HTML is the most used language and despite repeated assurances and claims Microsoft Corporation has not been able to match its competitor’s performance and reliability.
But due to the fact that Microsoft may never match HTML5, it didn’t quite write off it but said that its Silverlight has similar or better function than the HTML5.
A reader while describing some basic issues with Silverlight has this to say, “a major problem with Silverlight is, sure it will run on any browser - provided that browser is running on Windows. To run Silverlight content on Linux you have to use the Moonlight port of Silverlight that runs in a Mono environment, which have intellectual property encumberances, and will never keep pace with the Microsoft products. Not worth the risk of giving Microsoft any power over FOSS at all. The sooner Silverlight dies the better - problem is that some software houses are writing to Silverlight, without regard for the impact on the end user from platform lock-in”.
HTML has been in continuous evolution since it was introduced to the Internet in the early 1990s. Some features were introduced in specifications; others were introduced in software releases. In some respects, implementations and author practices have converged with each other and with specifications and standards, but in other ways, they continue to diverge.

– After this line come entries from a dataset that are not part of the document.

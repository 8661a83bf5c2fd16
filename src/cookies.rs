use axum_extra::extract::{
    PrivateCookieJar,
    cookie::{Cookie, CookieJar},
};
use http::request::Parts;
use time::Duration;

use crate::origin::is_https;

pub const DELETED_VALUE: &str = "deleted";

/// A cookie jar, plain or encrypted.
pub trait CookieStore: Sized {
    /// Value as the application sees it, `None` if absent or not readable.
    fn value(&self, name: &str) -> Option<String>;
    fn with(self, cookie: Cookie<'static>) -> Self;
}

impl CookieStore for CookieJar {
    fn value(&self, name: &str) -> Option<String> {
        self.get(name).map(|cookie| cookie.value().to_owned())
    }

    fn with(self, cookie: Cookie<'static>) -> Self {
        self.add(cookie)
    }
}

// Cookies that fail to decrypt are not returned
impl CookieStore for PrivateCookieJar {
    fn value(&self, name: &str) -> Option<String> {
        self.get(name).map(|cookie| cookie.value().to_owned())
    }

    fn with(self, cookie: Cookie<'static>) -> Self {
        self.add(cookie)
    }
}

/// Gets a cookie value, an absent cookie gives an empty string.
pub fn get_cookie<J: CookieStore>(jar: &J, name: &str) -> String {
    jar.value(name).unwrap_or_default()
}

/// Writes an http only cookie for the whole site, secured if the request came through HTTPS.
pub fn set_cookie<J: CookieStore>(jar: J, parts: &Parts, name: &str, value: &str) -> J {
    jar.with(site_cookie(parts, name, value, true))
}

/// Overwrites the cookie with an already expired one.
pub fn delete_cookie<J: CookieStore>(jar: J, parts: &Parts, name: &str) -> J {
    let mut cookie = Cookie::build((name.to_owned(), DELETED_VALUE.to_owned()))
        .path("/")
        .max_age(Duration::seconds(-1))
        .build();
    if let Some(domain) = request_domain(parts) {
        cookie.set_domain(domain);
    }
    jar.with(cookie)
}

pub(crate) fn site_cookie(
    parts: &Parts,
    name: &str,
    value: &str,
    http_only: bool,
) -> Cookie<'static> {
    let mut cookie = Cookie::build((name.to_owned(), value.to_owned()))
        .path("/")
        .http_only(http_only)
        .secure(is_https(parts))
        .build();
    if let Some(domain) = request_domain(parts) {
        cookie.set_domain(domain);
    }
    cookie
}

// The port is not part of a cookie domain
fn request_domain(parts: &Parts) -> Option<String> {
    parts
        .uri
        .host()
        .filter(|host| !host.is_empty())
        .map(|host| host.to_owned())
}
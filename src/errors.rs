use std::{
    error::Error,
    fmt::{self, Display, Formatter},
};

use axum::response::{IntoResponse, Response};
use http::StatusCode;

#[derive(Debug, Clone, Copy, PartialEq, Eq)]
pub enum ErrResponse {
    S400(&'static str),
    S401(&'static str),
    S403(&'static str),
}

impl From<ErrResponse> for (StatusCode, &'static str) {
    fn from(err: ErrResponse) -> Self {
        match err {
            ErrResponse::S400(message) => (StatusCode::BAD_REQUEST, message),
            ErrResponse::S401(message) => (StatusCode::UNAUTHORIZED, message),
            ErrResponse::S403(message) => (StatusCode::FORBIDDEN, message),
        }
    }
}

impl IntoResponse for ErrResponse {
    fn into_response(self) -> Response {
        Into::<(StatusCode, &'static str)>::into(self).into_response()
    }
}

impl Display for ErrResponse {
    fn fmt(&self, f: &mut Formatter<'_>) -> fmt::Result {
        write!(f, "{:?}", self)
    }
}

impl Error for ErrResponse {}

HTML4 became a W3C Recommendation in 1997. While it continues to serve as a rough guide to many of the core features of HTML, it does not provide enough information to build implementations that interoperate with each other and, more importantly, with a critical mass of deployed content. The same goes for XHTML1, which defines an XML serialization for HTML4, and DOM Level 2 HTML, which defines JavaScript APIs for both HTML and XHTML. HTML5 will replace these documents. [DOM2HTML] [HTML4] [XHTML1]
The HTML5 draft reflects an effort, started in 2004, to study contemporary HTML implementations and deployed content. The draft:
1. Defines a single language called HTML5 which can be written in HTML syntax and in XML syntax.
2. Defines detailed processing models to foster interoperable implementations.
3. Improves markup for documents.
4. Introduces markup and APIs for emerging idioms, such as Web applications.